How not to recommend a Perl module

The first comments in response to my Anatomy of ylastic-costagent article were recommendations to consider other modules than the ones I used. Frankly, these module recommendations sucked, and I’m annoyed enough to explain why.

If you recommend a module, make sure it solves my problem

The first recommendation was to consider Date::Simple instead of Time::Piece + Time::Piece::Month, but Date::Simple doesn’t appear to solve my problem.

I was looking for a way to find the first day of the next month (without manually incrementing the month and potentially the year). Here’s how I did it:

# returns a Time::Piece object
Time::Piece::Month->new( Time::Piece->new() )->next_month->start()

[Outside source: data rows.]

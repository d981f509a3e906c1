//! gi_run: run a Gateway Interface program against a console call leg
//!
//! Launches a local GI program or connects to a `gi://` gateway, feeds it
//! the preamble for a simulated call and shows every channel operation the
//! program performs. Digits typed on stdin are delivered as DTMF.

use anyhow::{Context, Result};
use clap::Parser;
use colored::*;
use pbx_gi_tokio::{
    launch_and_run, Channel, GiConfig, GiError, GiRequest, Registry, Services, SessionStatus,
    STATUS_VARIABLE,
};
use std::path::PathBuf;
use tracing::info;

mod commands;
mod console_channel;
mod display;

use commands::CommandPrinter;
use console_channel::ConsoleChannel;

/// Run a GI program against a simulated call
#[derive(Parser, Debug)]
#[command(author, version, about, long_about = None)]
struct Args {
    /// Program path (relative to the script directory) or gi://host[:port][/script]
    program: Option<String>,

    /// Arguments passed to the program as gi_arg_N
    #[arg(trailing_var_arg = true)]
    args: Vec<String>,

    /// JSON configuration file
    #[arg(short, long)]
    config: Option<PathBuf>,

    /// Directory relative program paths are resolved against
    #[arg(short, long)]
    script_dir: Option<PathBuf>,

    /// Enable debug logging and wire tracing
    #[arg(short, long)]
    debug: bool,

    /// Disable colored output
    #[arg(long)]
    no_color: bool,

    /// List every registered command and exit
    #[arg(short, long)]
    list: bool,

    /// Show the usage of one command and exit
    #[arg(long, value_name = "WORDS")]
    show: Option<String>,

    /// Open the audio side channel on fd 3
    #[arg(short, long)]
    audio: bool,

    /// Name of the simulated channel
    #[arg(long, default_value = "Console/dsp")]
    channel: String,

    /// Dialplan context reported in the preamble
    #[arg(long, default_value = "default")]
    context: String,

    /// Extension reported in the preamble
    #[arg(long, default_value = "s")]
    extension: String,
}

#[tokio::main]
async fn main() -> Result<()> {
    let args = Args::parse();

    setup_logging(args.debug)?;

    let printer = CommandPrinter::new(Registry::global(), args.no_color);
    if args.list {
        printer.show_commands();
        return Ok(());
    }
    if let Some(ref words) = args.show {
        printer.show_usage(words);
        return Ok(());
    }

    let Some(ref program) = args.program else {
        eprintln!("No program given; use --list to see the supported commands");
        std::process::exit(2);
    };

    let config = load_config(&args)?;
    let mut request = GiRequest::new(program.as_str()).with_args(args.args.iter());
    if args.audio {
        request = request.with_audio();
    }

    let mut channel = ConsoleChannel::new(&args.channel, args.audio, args.no_color)
        .with_context(&args.context, &args.extension);
    info!("Running {} on {}", program, args.channel);

    match launch_and_run(
        &mut channel,
        &request,
        &config,
        &Services::default(),
        Registry::global(),
    )
    .await
    {
        Ok(status) => {
            print_status(status, &channel, args.no_color);
            std::process::exit(if status.is_failure() { 1 } else { 0 });
        }
        Err(e) => {
            print_launch_error(program, &e, args.no_color);
            std::process::exit(1);
        }
    }
}

/// Set up logging based on debug level.
///
/// VERBOSE messages from the program always reach the console.
fn setup_logging(debug: bool) -> Result<()> {
    let filter = if debug {
        "debug"
    } else {
        "warn,pbx_gi::verbose=info"
    };

    tracing_subscriber::fmt()
        .with_env_filter(filter)
        .with_target(false)
        .with_thread_ids(false)
        .with_file(false)
        .with_line_number(false)
        .init();

    Ok(())
}

fn load_config(args: &Args) -> Result<GiConfig> {
    let mut config = match args.config {
        Some(ref path) => GiConfig::from_file(path)
            .with_context(|| format!("Failed to load configuration from {}", path.display()))?,
        None => GiConfig::default(),
    };
    if let Some(ref dir) = args.script_dir {
        config = config.with_script_dir(dir);
    }
    if args.debug {
        config = config.with_debug(true);
    }
    Ok(config)
}

fn print_status(status: SessionStatus, channel: &ConsoleChannel, no_color: bool) {
    let variable = channel
        .get_variable(STATUS_VARIABLE)
        .unwrap_or_default();
    let line = format!(
        "GI finished: {:?} (code {}, {}={})",
        status,
        status.code(),
        STATUS_VARIABLE,
        variable
    );
    if no_color {
        println!("{}", line);
    } else if status.is_failure() {
        println!("{}", line.red().bold());
    } else {
        println!("{}", line.green());
    }
}

fn print_launch_error(program: &str, error: &GiError, no_color: bool) {
    let hint = match error {
        GiError::ProgramNotFound { .. } => " - check --script-dir",
        GiError::NotExecutable { .. } => " - is the execute bit set?",
        _ => "",
    };
    if no_color {
        eprintln!("Error: failed to start {}: {}{}", program, error, hint);
    } else {
        eprintln!(
            "{}: failed to start {}: {}{}",
            "Error".red().bold(),
            program,
            error,
            hint
        );
    }
}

Note that Time::Piece::Month has a next_month() method. Does Date::Simple offer a way to do that? Not that I can see in the documentation, so the recommendation is useless to me.

If you recommend a module, make sure I can see how to use it

The second recommendation was to use Log::Any::App instead of Log::Dispatchouli. Leaving aside that I said the reason I was using Log::Dispatchouli was because I was explicitly trying to learn it, the recommendation suggested that I could have “1 instead of 6” lines of code.

Here’s my “six” (actually about 8) lines:

local $ENV{DISPATCHOULI_PATH} = $opts->get_logpath
  if $opts->get_logpath;

my $logger = Log::Dispatchouli->new({
  ident     => basename($0),
  facility  => $opts->get_syslog ? $opts->get_syslog : undef,
  to_file   => $opts->get_logpath ? 1 : undef,
  log_pid   => 0,
  debug     => $opts->get_debug,
});

Note that I’m setting a name, optionally logging to syslogd, optionally logging to a file of a user-defined path (and potentially doing both), and toggling a debug mode.

Looking at Log::Any::App’s usage synopsis, here’s what I see:

use Log::Any::App qw($log);

Yes, that’s one line. But does it provide the same options? Obviously not in just that line. If I read to the end of the documentation, I find there is an init() function and I can do something like this (N.B. untested):

require Log::Any::App;
Log::Any::App::init([
  '$log',
  ($opts=>get_logpath ? (-file => $opts->get_logpath) : () ),
  ($opts=>get_syslog ? (-syslog => { facility => $opts->get_syslog) }) : () ),
  ($opts=>get_debug ? (-level => 'debug') : () ),
]);

I don’t know if that really does exactly the same thing – it looks like it would get close, but it’s certainly not “1 line versus 6”.

In evaluating the two modules, I compare whether documentation makes it easy to figure out how to use each module. Here are the two synopses together for comparison:

# Log::Any::App
use Log::Any::App qw($log);

# Log::Dispatchouli
my $logger = Log::Dispatchouli->new({
    ident     => 'stuff-purger',
    facility  => 'daemon',
    to_stdout => $opt->{print},
    debug     => $opt->{verbose}
})

One of those shows me how to configure it to suit my needs. The other doesn’t. Log::Dispatchouli also documents its new() method and all arguments within half a page after the synopsis. Log::Any::App buries its init() documentation towards the end of the documentation (and also doesn’t mention that it will take a variable name to export to, just like on a “use” line).

If the recommendation had said, “if you want a logger that gives you decent defaults without configuration”, I might have found the recommendation more useful, but that is not what it said. Unless it’s obvious from the docs, a recommendation should tell me how to do the same thing easier/faster/better than what I’ve already done. If it’s not obvious, write an example yourself, or don’t bother with the recommendation.

Log::Any::App actually seems decent, but if I wasn’t annoyed enough to write this article, I probably wouldn’t have bothered to read past its terrible synopsis.